(Records)

//! Configuration loader with layered approach.
//!
//! This module provides the [`ConfigLoader`] for loading settings from
//! multiple sources: defaults, documents, flat key/value maps, environment
//! variables and optional build metadata files.

use std::collections::BTreeMap;
use std::env;
use std::fs;
use std::path::Path;

use serde_json::Value as Json;

use crate::environment::{read_optional_properties, BUILD_INFO_PROPERTIES, GIT_PROPERTIES};
use crate::tree::FieldSpec;
use crate::{ConfigError, Environment, SimlifeProperties};

/// Configuration loader with layered approach.
///
/// The loader applies configuration in layers, with later layers overriding
/// earlier ones:
/// 1. Default values (built into the code)
/// 2. Documents (TOML, JSON or YAML)
/// 3. Flat key/value maps
/// 4. Environment variables
///
/// Every key is resolved against the declared fields: an undeclared key
/// fails with `ConfigError::UnknownPath`, a value of the wrong type with
/// `ConfigError::TypeMismatch`.
///
/// # Example
///
/// ```no_run
/// use simlife_config::ConfigLoader;
///
/// # fn main() -> Result<(), simlife_config::ConfigError> {
/// let props = ConfigLoader::new()
///     .with_root_key("simlife")
///     .with_file("config/application.yml")?
///     .with_env_prefix("SIMLIFE")
///     .load()?;
/// # Ok(())
/// # }
/// ```
#[derive(Debug)]
pub struct ConfigLoader {
    config: SimlifeProperties,
    env_prefix: Option<String>,
    root_key: Option<String>,
    profiles: Vec<String>,
    metadata: BTreeMap<String, String>,
}

impl Default for ConfigLoader {
    fn default() -> Self {
        Self::new()
    }
}

impl ConfigLoader {
    /// Create a new configuration loader starting from defaults.
    ///
    /// # Example
    ///
    /// ```
    /// use simlife_config::ConfigLoader;
    ///
    /// let loader = ConfigLoader::new();
    /// ```
    #[must_use]
    pub fn new() -> Self {
        Self {
            config: SimlifeProperties::default(),
            env_prefix: None,
            root_key: None,
            profiles: Vec::new(),
            metadata: BTreeMap::new(),
        }
    }

    /// Reset every setting to its default value.
    ///
    /// This is the state `new()` starts from, but can be chained for clarity.
    #[must_use]
    pub fn with_defaults(mut self) -> Self {
        self.config = SimlifeProperties::default();
        self
    }

    /// Only read documents below this top-level key.
    ///
    /// Application files usually hold the settings under a `simlife:` key
    /// next to unrelated sections. With a root key set, those other
    /// sections are skipped instead of rejected.
    #[must_use]
    pub fn with_root_key(mut self, key: &str) -> Self {
        self.root_key = Some(key.to_string());
        self
    }

    /// Load configuration from a file.
    ///
    /// The format is chosen by extension: `.toml`, `.json`, `.yml` or `.yaml`.
    ///
    /// # Errors
    ///
    /// Returns `ConfigError` if:
    /// - The file does not exist
    /// - The file cannot be read
    /// - The file does not parse
    /// - The file contains undeclared keys or mistyped values
    pub fn with_file<P: AsRef<Path>>(self, path: P) -> Result<Self, ConfigError> {
        let path = path.as_ref();

        if !path.exists() {
            return Err(ConfigError::file_not_found(path));
        }

        let content = fs::read_to_string(path).map_err(|e| ConfigError::read_error(path, e))?;

        let extension = path
            .extension()
            .and_then(|e| e.to_str())
            .map(str::to_lowercase)
            .ok_or_else(|| {
                ConfigError::validation_error(format!(
                    "unsupported configuration file format: {}",
                    path.display()
                ))
            })?;

        tracing::debug!(path = %path.display(), "Loading configuration file");
        self.with_string(&content, &extension)
    }

    /// Load configuration from a file if it exists.
    ///
    /// # Errors
    ///
    /// Returns `ConfigError` if the file exists but cannot be applied.
    pub fn with_optional_file<P: AsRef<Path>>(self, path: P) -> Result<Self, ConfigError> {
        if path.as_ref().exists() {
            self.with_file(path)
        } else {
            Ok(self)
        }
    }

    /// Load configuration from a string.
    ///
    /// # Arguments
    ///
    /// * `content` - Document text
    /// * `format` - `"toml"`, `"json"`, `"yml"` or `"yaml"`
    ///
    /// # Errors
    ///
    /// Returns `ConfigError` if parsing fails or a key cannot be applied.
    ///
    /// # Example
    ///
    /// ```
    /// use simlife_config::ConfigLoader;
    ///
    /// let yaml = r#"
    /// cache:
    ///   hazelcast:
    ///     backup-count: 2
    /// "#;
    ///
    /// let props = ConfigLoader::new()
    ///     .with_string(yaml, "yaml")
    ///     .unwrap()
    ///     .load_unvalidated();
    ///
    /// assert_eq!(props.cache.hazelcast.backup_count, 2);
    /// ```
    pub fn with_string(mut self, content: &str, format: &str) -> Result<Self, ConfigError> {
        let document: Json = match format.to_lowercase().as_str() {
            "toml" => toml::from_str(content)?,
            "json" => serde_json::from_str(content)?,
            "yml" | "yaml" => serde_yaml::from_str(content)?,
            _ => {
                return Err(ConfigError::validation_error(format!(
                    "unsupported configuration format: {format}"
                )))
            }
        };

        self.apply_document(&document)?;
        Ok(self)
    }

    /// Apply flat `path = value` overrides.
    ///
    /// Values are text and are coerced to each field's declared kind.
    ///
    /// # Errors
    ///
    /// Returns `ConfigError::UnknownPath` or `ConfigError::TypeMismatch` for
    /// the first entry that cannot be applied.
    ///
    /// # Example
    ///
    /// ```
    /// use simlife_config::ConfigLoader;
    ///
    /// let props = ConfigLoader::new()
    ///     .with_properties([("async.corePoolSize", "3"), ("swagger.protocols", "http,https")])
    ///     .unwrap()
    ///     .load_unvalidated();
    ///
    /// assert_eq!(props.async_pool.core_pool_size, 3);
    /// assert_eq!(props.swagger.protocols, vec!["http", "https"]);
    /// ```
    pub fn with_properties<I, K, V>(mut self, entries: I) -> Result<Self, ConfigError>
    where
        I: IntoIterator<Item = (K, V)>,
        K: AsRef<str>,
        V: AsRef<str>,
    {
        for (key, value) in entries {
            let key = key.as_ref();
            self.config.set_text(key, value.as_ref())?;
            tracing::debug!(path = %key, "Applied configuration override");
        }
        Ok(self)
    }

    /// Set environment variable prefix for overrides.
    ///
    /// Environment variables use the format `PREFIX__GROUP__FIELD`.
    /// For example, with prefix "SIMLIFE":
    /// - `SIMLIFE__ASYNC__CORE_POOL_SIZE=8`
    /// - `SIMLIFE__CACHE__HAZELCAST__BACKUP_COUNT=2`
    ///
    /// Active profiles are read from `PREFIX_PROFILES_ACTIVE` (comma list)
    /// unless set with [`with_profiles`](Self::with_profiles).
    #[must_use]
    pub fn with_env_prefix(mut self, prefix: &str) -> Self {
        self.env_prefix = Some(prefix.to_uppercase());
        self
    }

    /// Load a `.env` file for environment variables.
    ///
    /// Uses the `dotenvy` crate; a missing file is not an error.
    ///
    /// # Errors
    ///
    /// Returns `ConfigError` if the file exists but cannot be parsed.
    pub fn with_dotenv(self) -> Result<Self, ConfigError> {
        self.dotenv_result(dotenvy::dotenv().map(|_| ()))
    }

    /// Load a specific `.env` file for environment variables.
    ///
    /// Variables already present in the process environment are kept; a
    /// missing file is not an error.
    ///
    /// # Errors
    ///
    /// Returns `ConfigError` if the file exists but cannot be parsed.
    pub fn with_dotenv_file<P: AsRef<Path>>(self, path: P) -> Result<Self, ConfigError> {
        self.dotenv_result(dotenvy::from_path(path.as_ref()))
    }

    fn dotenv_result(self, result: Result<(), dotenvy::Error>) -> Result<Self, ConfigError> {
        match result {
            Ok(()) => Ok(self),
            Err(e) if e.not_found() => {
                tracing::debug!(".env file not found, skipping");
                Ok(self)
            }
            Err(e) => Err(ConfigError::validation_error(format!(
                "failed to load .env file: {e}"
            ))),
        }
    }

    /// Set the active profiles.
    #[must_use]
    pub fn with_profiles<I, S>(mut self, profiles: I) -> Self
    where
        I: IntoIterator<Item = S>,
        S: Into<String>,
    {
        self.profiles = profiles.into_iter().map(Into::into).collect();
        self
    }

    /// Merge a `.properties` metadata file if it exists.
    ///
    /// # Errors
    ///
    /// Returns `ConfigError::ReadError` if the file exists but cannot be read.
    pub fn with_metadata_file<P: AsRef<Path>>(mut self, path: P) -> Result<Self, ConfigError> {
        if let Some(entries) = read_optional_properties(path.as_ref())? {
            self.metadata.extend(entries);
        }
        Ok(self)
    }

    /// Merge `git.properties` and `META-INF/build-info.properties` found
    /// under `dir`. Either may be absent.
    ///
    /// # Errors
    ///
    /// Returns `ConfigError::ReadError` if a present file cannot be read.
    pub fn with_build_metadata<P: AsRef<Path>>(self, dir: P) -> Result<Self, ConfigError> {
        let dir = dir.as_ref();
        self.with_metadata_file(dir.join(GIT_PROPERTIES))?
            .with_metadata_file(dir.join(BUILD_INFO_PROPERTIES))
    }

    /// Finalize and return the loaded settings.
    ///
    /// Applies environment variable overrides (if a prefix was set) and
    /// validates required fields.
    ///
    /// # Errors
    ///
    /// Returns `ConfigError` if:
    /// - An environment variable cannot be applied
    /// - A required field is empty
    pub fn load(self) -> Result<SimlifeProperties, ConfigError> {
        Ok(self.load_environment()?.properties)
    }

    /// Like [`load`](Self::load), also returning profiles and metadata.
    ///
    /// # Errors
    ///
    /// Same as [`load`](Self::load).
    pub fn load_environment(self) -> Result<Environment, ConfigError> {
        let environment = self.finish()?;
        environment.properties.validate()?;
        Ok(environment)
    }

    /// Finalize without validation.
    ///
    /// Environment variables are not read here since applying them can fail.
    ///
    /// # Example
    ///
    /// ```
    /// use simlife_config::ConfigLoader;
    ///
    /// let props = ConfigLoader::new().load_unvalidated();
    ///
    /// // The remember-me key has no default
    /// assert!(props.validate().is_err());
    /// ```
    #[must_use]
    pub fn load_unvalidated(self) -> SimlifeProperties {
        self.config
    }

    fn finish(mut self) -> Result<Environment, ConfigError> {
        if let Some(prefix) = self.env_prefix.take() {
            self.apply_env_overrides(&prefix)?;

            if self.profiles.is_empty() {
                if let Ok(value) = env::var(format!("{prefix}_PROFILES_ACTIVE")) {
                    self.profiles = value
                        .split(',')
                        .map(str::trim)
                        .filter(|p| !p.is_empty())
                        .map(str::to_string)
                        .collect();
                }
            }
        }

        tracing::debug!(profiles = ?self.profiles, "Configuration loaded");

        Ok(Environment {
            properties: self.config,
            active_profiles: self.profiles,
            metadata: self.metadata,
        })
    }

    // Walk a parsed document and apply every leaf
    fn apply_document(&mut self, document: &Json) -> Result<(), ConfigError> {
        let root = match (&self.root_key, document) {
            (_, Json::Null) => return Ok(()),
            (Some(key), Json::Object(entries)) => match entries.get(key) {
                Some(subtree) => subtree,
                None => return Ok(()),
            },
            (None, document) => document,
            (Some(_), _) => {
                return Err(ConfigError::validation_error(
                    "configuration document root must be a table",
                ))
            }
        };

        match root {
            Json::Object(entries) => {
                for (key, node) in entries {
                    self.apply_node(key, node)?;
                }
                Ok(())
            }
            Json::Null => Ok(()),
            _ => Err(ConfigError::validation_error(
                "configuration document root must be a table",
            )),
        }
    }

    fn apply_node(&mut self, path: &str, node: &Json) -> Result<(), ConfigError> {
        if FieldSpec::resolve(path).is_some() {
            if node.is_null() {
                tracing::debug!(path = %path, "Empty value, keeping current setting");
                return Ok(());
            }
            self.config.set_json(path, node)?;
            tracing::debug!(path = %path, "Applied configuration override");
            return Ok(());
        }

        match node {
            Json::Object(entries) if !SimlifeProperties::is_map_field(path) => {
                for (key, child) in entries {
                    self.apply_node(&format!("{path}.{key}"), child)?;
                }
                Ok(())
            }
            _ => Err(ConfigError::unknown_path(path)),
        }
    }

    // Apply environment variable overrides
    fn apply_env_overrides(&mut self, prefix: &str) -> Result<(), ConfigError> {
        let marker = format!("{prefix}__");
        let env_vars: BTreeMap<String, String> =
            env::vars().filter(|(k, _)| k.starts_with(&marker)).collect();

        for (key, value) in env_vars {
            self.apply_env_var(&key, &value, prefix)?;
        }

        Ok(())
    }

    // Apply a single environment variable
    fn apply_env_var(&mut self, key: &str, value: &str, prefix: &str) -> Result<(), ConfigError> {
        // Remove prefix and split by double underscore
        let key_without_prefix = key
            .strip_prefix(prefix)
            .and_then(|k| k.strip_prefix("__"))
            .filter(|k| !k.is_empty())
            .ok_or_else(|| ConfigError::env_parse_error(key, "invalid key format"))?;

        let path = key_without_prefix.split("__").collect::<Vec<_>>().join(".");
        self.config.set_text(&path, value)?;
        tracing::debug!(var = %key, path = %path, "Applied environment override");
        Ok(())
    }
}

(End Records)

Task to complete: Each line holding the word "extension" must be pulled from the records.

Response:
    /// The format is chosen by extension: `.toml`, `.json`, `.yml` or `.yaml`.
        let extension = path
            .extension()
        self.with_string(&content, &extension)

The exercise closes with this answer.